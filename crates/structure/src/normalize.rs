//! In-place canonicalization after validation.
//!
//! A [`Normalizer`] walks the same shape a [`Validator`](crate::Validator)
//! does but has no error channel: normalizing never rejects data.

use core::fmt::Display;

use crate::prelude_internal::*;

/// A type that canonicalizes itself, e.g. sorting collections or filling
/// defaults.
pub trait Normalizable {
    fn normalize(&mut self, normalizer: &Normalizer);
}

impl<T: Normalizable> Normalizable for Option<T> {
    fn normalize(&mut self, normalizer: &Normalizer) {
        if let Some(inner) = self {
            inner.normalize(normalizer);
        }
    }
}

impl<T: Normalizable> Normalizable for [T] {
    fn normalize(&mut self, normalizer: &Normalizer) {
        for (index, element) in self.iter_mut().enumerate() {
            element.normalize(&normalizer.with_reference(index));
        }
    }
}

impl<T: Normalizable> Normalizable for Vec<T> {
    fn normalize(&mut self, normalizer: &Normalizer) {
        self.as_mut_slice().normalize(normalizer);
    }
}

impl<T: Normalizable + ?Sized> Normalizable for Box<T> {
    fn normalize(&mut self, normalizer: &Normalizer) {
        (**self).normalize(normalizer);
    }
}

/// Entry point for normalizing one call tree.
#[derive(Debug, Clone)]
pub struct Normalizer {
    source: Option<Location>,
    meta: Option<Meta>,
    origin: Origin,
}

impl Default for Normalizer {
    fn default() -> Self {
        Self::new()
    }
}

impl Normalizer {
    /// Root normalizer addressing by JSON Pointer.
    pub fn new() -> Self {
        Self {
            source: Some(Location::new_pointer()),
            meta: None,
            origin: Origin::default(),
        }
    }

    pub fn origin(&self) -> Origin {
        self.origin
    }

    pub fn with_origin(&self, origin: Origin) -> Self {
        Self {
            origin,
            ..self.clone()
        }
    }

    pub fn source(&self) -> Option<&Location> {
        self.source.as_ref()
    }

    pub fn with_source(&self, source: Location) -> Self {
        Self {
            source: Some(source),
            ..self.clone()
        }
    }

    pub fn meta(&self) -> Option<&Meta> {
        self.meta.as_ref()
    }

    pub fn with_meta(&self, meta: impl Into<Meta>) -> Self {
        Self {
            meta: Some(meta.into()),
            ..self.clone()
        }
    }

    pub fn with_reference(&self, reference: impl Display) -> Self {
        Self {
            source: self
                .source
                .as_ref()
                .and_then(|source| source.with_reference(reference)),
            ..self.clone()
        }
    }

    pub fn normalize<N: Normalizable + ?Sized>(&self, normalizable: &mut N) {
        tracing::debug!(
            source = self.source.as_ref().map(tracing::field::display),
            origin = %self.origin,
            "normalizing {}",
            core::any::type_name::<N>()
        );
        normalizable.normalize(self);
    }
}
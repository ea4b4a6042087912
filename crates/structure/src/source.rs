use core::fmt::Display;
use std::borrow::Cow;

use serde::Serialize;

/// Where in the input a value, or an error about it, came from.
///
/// Two addressing schemes share one contract:
///
/// - `Parameter`: a flat query-parameter name. It starts unnamed (`None`) and
///   accepts a single reference; a named parameter cannot be extended further,
///   even when its name is `""`.
/// - `Pointer`: an RFC 6901 JSON Pointer. It starts as `""` and every
///   reference appends one escaped segment.
///
/// A `Location` is never mutated; extending it returns a new value.
#[derive(Debug, Clone, PartialEq, Eq, Hash, Serialize)]
#[serde(rename_all = "lowercase")]
pub enum Location {
    #[serde(serialize_with = "serialize_parameter")]
    Parameter(Option<String>),
    Pointer(String),
}

fn serialize_parameter<S: serde::Serializer>(
    name: &Option<String>,
    serializer: S,
) -> Result<S::Ok, S::Error> {
    serializer.serialize_str(name.as_deref().unwrap_or_default())
}

impl Location {
    /// An unnamed parameter location.
    pub fn new_parameter() -> Self {
        Location::Parameter(None)
    }

    /// The pointer to the document root (`""`).
    pub fn new_pointer() -> Self {
        Location::Pointer(String::new())
    }

    /// The parameter name, or `""` for unnamed parameters and pointer
    /// locations.
    pub fn parameter(&self) -> &str {
        match self {
            Location::Parameter(name) => name.as_deref().unwrap_or_default(),
            Location::Pointer(_) => "",
        }
    }

    /// The pointer path, or `""` for parameter locations.
    pub fn pointer(&self) -> &str {
        match self {
            Location::Parameter(_) => "",
            Location::Pointer(path) => path,
        }
    }

    pub fn is_parameter(&self) -> bool {
        matches!(self, Location::Parameter(_))
    }

    pub fn is_pointer(&self) -> bool {
        matches!(self, Location::Pointer(_))
    }

    /// Extend this location by one reference.
    ///
    /// Returns `None` when a parameter that already holds a name is asked to
    /// nest; parameter addressing is single-level.
    pub fn with_reference(&self, reference: impl Display) -> Option<Location> {
        match self {
            Location::Parameter(None) => Some(Location::Parameter(Some(reference.to_string()))),
            Location::Parameter(Some(name)) => {
                tracing::warn!(
                    parameter = %name,
                    reference = %reference,
                    "parameter location cannot be nested"
                );
                None
            }
            Location::Pointer(path) => {
                let segment = reference.to_string();
                let mut pointer = String::with_capacity(path.len() + segment.len() + 1);
                pointer.push_str(path);
                pointer.push('/');
                pointer.push_str(&escape(&segment));
                Some(Location::Pointer(pointer))
            }
        }
    }

    /// Decode the segments of a pointer location.
    ///
    /// A parameter location yields its name as the only segment, or nothing
    /// when unnamed.
    pub fn segments(&self) -> Vec<String> {
        match self {
            Location::Parameter(name) => name.iter().cloned().collect(),
            Location::Pointer(path) if path.is_empty() => Vec::new(),
            Location::Pointer(path) => path
                .split('/')
                .skip(1)
                .map(|segment| segment.replace("~1", "/").replace("~0", "~"))
                .collect(),
        }
    }
}

impl Display for Location {
    fn fmt(&self, f: &mut core::fmt::Formatter<'_>) -> core::fmt::Result {
        match self {
            Location::Parameter(name) => write!(f, "{}", name.as_deref().unwrap_or_default()),
            Location::Pointer(path) if path.is_empty() => write!(f, "(root)"),
            Location::Pointer(path) => write!(f, "{}", path),
        }
    }
}

/// Escape a pointer segment. `~` is replaced before `/` so the `~` introduced
/// by `~1` is not escaped again.
fn escape(segment: &str) -> Cow<'_, str> {
    if segment.contains(['~', '/']) {
        Cow::Owned(segment.replace('~', "~0").replace('/', "~1"))
    } else {
        Cow::Borrowed(segment)
    }
}
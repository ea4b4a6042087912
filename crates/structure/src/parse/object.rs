//! ObjectParser for reading string-keyed maps.

use std::cell::RefCell;

use ahash::AHashSet;
use chrono::{DateTime, Utc};

use super::{ArrayParsable, ArrayParser, Lookup, ObjectParsable};
use crate::prelude_internal::*;

/// Reads typed fields from one map node.
///
/// Tracks consumed keys for [`not_parsed`](Self::not_parsed). Child parsers
/// created with [`with_reference_object_parser`](Self::with_reference_object_parser)
/// share the error aggregator but track their own keys.
///
/// # Example
///
/// ```
/// use serde_json::json;
/// use structure::ObjectParser;
///
/// let input = json!({ "name": "pump", "settings": { "rate": 1.5 } });
/// let parser = ObjectParser::from_value(&input);
///
/// assert_eq!(parser.string("name").as_deref(), Some("pump"));
/// let settings = parser.with_reference_object_parser("settings");
/// assert_eq!(settings.float64("rate"), Some(1.5));
/// settings.not_parsed();
/// parser.not_parsed();
/// assert!(!parser.has_error());
/// ```
#[derive(Debug, Clone)]
pub struct ObjectParser<'a> {
    object: Option<&'a Map<String, Value>>,
    reporter: ErrorReporter,
    origin: Origin,
    parsed: RefCell<AHashSet<String>>,
}

impl<'a> ObjectParser<'a> {
    /// Root parser over a map, addressing by JSON Pointer.
    pub fn new(object: &'a Map<String, Value>) -> Self {
        Self::with_reporter(Some(object), ErrorReporter::new())
    }

    /// Root parser over any node. A node that is not a map is reported as
    /// `type-not-object` at the root and the parser does not exist.
    pub fn from_value(value: &'a Value) -> Self {
        Self::from_value_with_reporter(value, ErrorReporter::new())
    }

    pub fn from_value_with_reporter(value: &'a Value, reporter: ErrorReporter) -> Self {
        let object = super::to_object(value, &reporter);
        Self::with_reporter(object, reporter)
    }

    /// Parser over an optional map, reporting into an existing aggregator.
    pub fn with_reporter(object: Option<&'a Map<String, Value>>, reporter: ErrorReporter) -> Self {
        Self {
            object,
            reporter,
            origin: Origin::default(),
            parsed: RefCell::new(AHashSet::new()),
        }
    }

    /// Same node and aggregator, different location. The derived parser
    /// starts from a copy of the consumed keys.
    pub fn with_source(&self, source: Location) -> Self {
        Self {
            reporter: self.reporter.with_source(source),
            ..self.clone()
        }
    }

    pub fn with_meta(&self, meta: impl Into<Meta>) -> Self {
        Self {
            reporter: self.reporter.with_meta(meta),
            ..self.clone()
        }
    }

    pub fn with_origin(&self, origin: Origin) -> Self {
        Self {
            origin,
            ..self.clone()
        }
    }

    pub fn origin(&self) -> Origin {
        self.origin
    }

    pub fn source(&self) -> Option<&Location> {
        self.reporter.source()
    }

    pub fn meta(&self) -> Option<&Meta> {
        self.reporter.meta()
    }

    /// Whether the map this parser reads exists at all.
    pub fn exists(&self) -> bool {
        self.object.is_some()
    }

    /// Keys of the underlying map, in input order.
    pub fn references(&self) -> Vec<String> {
        self.object
            .map(|object| object.keys().cloned().collect())
            .unwrap_or_default()
    }

    /// Whether `reference` is present. Does not mark it consumed.
    pub fn reference_exists(&self, reference: &str) -> bool {
        self.object
            .is_some_and(|object| object.contains_key(reference))
    }

    // =========================================================================
    // Scalar accessors
    // =========================================================================

    pub fn bool(&self, reference: &str) -> Option<bool> {
        self.read(reference, super::to_bool)
    }

    pub fn int(&self, reference: &str) -> Option<i64> {
        self.read(reference, super::to_int)
    }

    pub fn float64(&self, reference: &str) -> Option<f64> {
        self.read(reference, super::to_float64)
    }

    pub fn string(&self, reference: &str) -> Option<String> {
        self.read(reference, super::to_string)
    }

    pub fn string_array(&self, reference: &str) -> Option<Vec<String>> {
        self.read(reference, super::to_string_array)
    }

    /// Read a string and parse it with a chrono strftime `layout`.
    pub fn time(&self, reference: &str, layout: &str) -> Option<DateTime<Utc>> {
        self.read(reference, |raw, reporter| super::to_time(raw, layout, reporter))
    }

    pub fn object(&self, reference: &str) -> Option<&'a Map<String, Value>> {
        self.read(reference, super::to_object)
    }

    pub fn array(&self, reference: &str) -> Option<&'a Vec<Value>> {
        self.read(reference, super::to_array)
    }

    /// The raw node, whatever its type.
    pub fn value(&self, reference: &str) -> Option<&'a Value> {
        self.read(reference, |raw, _| Some(raw))
    }

    fn read<T>(
        &self,
        reference: &str,
        convert: impl FnOnce(&'a Value, &ErrorReporter) -> Option<T>,
    ) -> Option<T> {
        self.lookup(reference, convert).into_option()
    }

    fn lookup<T>(
        &self,
        reference: &str,
        convert: impl FnOnce(&'a Value, &ErrorReporter) -> Option<T>,
    ) -> Lookup<T> {
        self.mark_parsed(reference);
        let raw = self.object.and_then(|object| object.get(reference));
        Lookup::read(raw, |raw| convert(raw, &self.reporter.with_reference(reference)))
    }

    fn mark_parsed(&self, reference: &str) {
        self.parsed.borrow_mut().insert(reference.to_string());
    }

    // =========================================================================
    // Nested descent
    // =========================================================================

    /// Parser one level deeper. When the key is absent the child does not
    /// exist; when it is not a map, `type-not-object` is reported.
    pub fn with_reference_object_parser(&self, reference: &str) -> ObjectParser<'a> {
        let object = self.object(reference);
        ObjectParser::with_reporter(object, self.reporter.with_reference(reference))
            .with_origin(self.origin)
    }

    /// Array parser one level deeper. When the key is absent the child does not
    /// exist; when it is not an array, `type-not-array` is reported.
    pub fn with_reference_array_parser(&self, reference: &str) -> ArrayParser<'a> {
        let array = self.array(reference);
        ArrayParser::with_reporter(array, self.reporter.with_reference(reference))
            .with_origin(self.origin)
    }

    /// Reporter scoped to `reference`, for domain-level errors about a key.
    pub fn with_reference_error_reporter(&self, reference: &str) -> ErrorReporter {
        self.reporter.with_reference(reference)
    }

    /// Populate `target` from this map.
    pub fn parse_into<T: ObjectParsable + ?Sized>(&self, target: &mut T) {
        target.parse(self);
    }

    /// Build a `T` from this map, or `None` when the map does not exist.
    pub fn parse<T: ObjectParsable + Default>(&self) -> Option<T> {
        if !self.exists() {
            return None;
        }
        let mut target = T::default();
        target.parse(self);
        Some(target)
    }

    /// Build a `T` from the map at `reference`.
    pub fn parse_object<T: ObjectParsable + Default>(&self, reference: &str) -> Option<T> {
        self.with_reference_object_parser(reference).parse()
    }

    /// Build a `T` from the array at `reference`.
    pub fn parse_array<T: ArrayParsable + Default>(&self, reference: &str) -> Option<T> {
        self.with_reference_array_parser(reference).parse()
    }

    // =========================================================================
    // Strictness
    // =========================================================================

    /// Report `not-parsed` for every key that was never accessed.
    ///
    /// Reported keys count as consumed afterwards, so each unknown key is
    /// reported once however many times this is called.
    pub fn not_parsed(&self) {
        let Some(object) = self.object else {
            return;
        };
        let mut parsed = self.parsed.borrow_mut();
        for key in object.keys() {
            if parsed.insert(key.clone()) {
                self.reporter
                    .with_reference(key)
                    .report_error(ErrorKind::NotParsed);
            }
        }
    }

    // =========================================================================
    // Error reporting
    // =========================================================================

    pub fn error_reporter(&self) -> &ErrorReporter {
        &self.reporter
    }

    pub fn report_error(&self, kind: ErrorKind) {
        self.reporter.report_error(kind);
    }

    pub fn has_error(&self) -> bool {
        self.reporter.has_error()
    }

    pub fn error(&self) -> Option<Errors> {
        self.reporter.error()
    }

    pub fn result(&self) -> Result<(), Errors> {
        self.reporter.result()
    }
}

• **Task directions**
Return each line of the material above in which the string "that" appears.

• **Response**
/// A type that canonicalizes itself, e.g. sorting collections or filling
    /// Returns `None` when a parameter that already holds a name is asked to
    /// Root parser over any node. A node that is not a map is reported as
    /// Report `not-parsed` for every key that was never accessed.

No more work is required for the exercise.